▶ **Task**:
In the entries that follow, which lines hold the string "listener"? List them.

Recorded information: Begin

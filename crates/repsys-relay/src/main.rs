//! repsys relay
//!
//! - Scan existing messages once and reclassify the safety ones
//! - Poll for new messages, reclassify, queue, display
//! - Optional ops endpoints (/healthz, /readyz, /metrics)
//! - Clean shutdown on ctrl-c
//!
//! The binary runs against the in-process store; the optional generator feeds
//! it test messages.

use std::net::SocketAddr;
use std::sync::Arc;

use tracing_subscriber::{fmt, EnvFilter};

use repsys_core::error::{RepSysError, Result};
use repsys_core::memory::InMemoryStore;
use repsys_relay::obs::RelayMetrics;
use repsys_relay::ops::OpsState;
use repsys_relay::simulate::MessageGenerator;
use repsys_relay::{config, router, MessageProcessor, TracingSink};

#[tokio::main]
async fn main() {
    fmt().with_env_filter(EnvFilter::from_default_env()).init();

    if let Err(e) = run().await {
        tracing::error!(error = %e, code = e.code().as_str(), "repsys-relay failed");
        std::process::exit(1);
    }
}

async fn run() -> Result<()> {
    let path = std::env::args().nth(1).unwrap_or_else(|| "repsys.yaml".to_string());
    let cfg = config::load_from_file(&path)?;

    let store = Arc::new(InMemoryStore::new());
    let metrics = Arc::new(RelayMetrics::default());

    let mut processor = MessageProcessor::new(
        Arc::clone(&store),
        cfg.processor.settings(),
        Arc::new(TracingSink),
    )
    .with_metrics(Arc::clone(&metrics));

    let generator = if cfg.simulator.enabled {
        let source = MessageGenerator::new(Arc::clone(&store), cfg.simulator.settings());
        Some(source.spawn(processor.stop_signal())?)
    } else {
        None
    };

    if cfg.processor.scan_on_start {
        processor.scan_existing();
    }
    processor.start()?;

    if let Some(listen) = &cfg.ops.listen {
        let listen: SocketAddr = listen
            .parse()
            .map_err(|e| RepSysError::Config(format!("ops.listen must be a valid SocketAddr: {e}")))?;
        let listener = tokio::net::TcpListener::bind(listen)
            .await
            .map_err(|e| RepSysError::Internal(format!("bind {listen} failed: {e}")))?;
        let app = router::build_router(OpsState::new(Arc::clone(&metrics)));

        tracing::info!(%listen, "ops endpoints listening");
        tokio::spawn(async move {
            if let Err(e) = axum::serve(listener, app).await {
                tracing::error!(error = %e, "ops server failed");
            }
        });
    }

    tracing::info!(config = %path, "repsys-relay running");
    if let Err(e) = tokio::signal::ctrl_c().await {
        tracing::warn!(error = %e, "ctrl-c handler unavailable, shutting down");
    }

    tracing::info!("shutting down");
    tokio::task::spawn_blocking(move || {
        processor.shutdown();
        if let Some(g) = generator {
            if g.join().is_err() {
                tracing::error!(thread = "repsys-generator", "worker thread panicked");
            }
        }
    })
    .await
    .map_err(|e| RepSysError::Internal(format!("shutdown task failed: {e}")))?;

    Ok(())
}
//! repsys core: message model, store contract, and reclassification rules.
//!
//! This crate defines the message record and the report-system contract the
//! relay consumes. It carries no runtime or transport dependencies so the
//! rules can be exercised against any store implementation.
//!
//! # Defensive guarantees
//! Panics, `unwrap`, and `expect` are compile-denied here. Store failures
//! surface as `RepSysError` so the long-running relay loops never crash on a
//! misbehaving report system.

#![deny(clippy::unwrap_used)]
#![deny(clippy::expect_used)]
#![deny(clippy::panic)]

pub mod error;
pub mod memory;
pub mod message;
pub mod reclassify;
pub mod status;
pub mod store;
pub mod types;

/// Shared result type.
pub use error::{RepSysError, Result};
pub use message::Message;
pub use status::{ApiResult, ApiState};
pub use store::{MessageMetadata, MessageStore};
pub use types::{ClassMask, MsgClass, MsgHandle, MsgState, Timestamp};

/// Component number of the safety subsystem, the only origin the relay reclassifies.
pub const SAFETY_COMPONENT: u32 = 100;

Recorded information: End

▶ **Exercise answer**:
        let listener = tokio::net::TcpListener::bind(listen)
            if let Err(e) = axum::serve(listener, app).await {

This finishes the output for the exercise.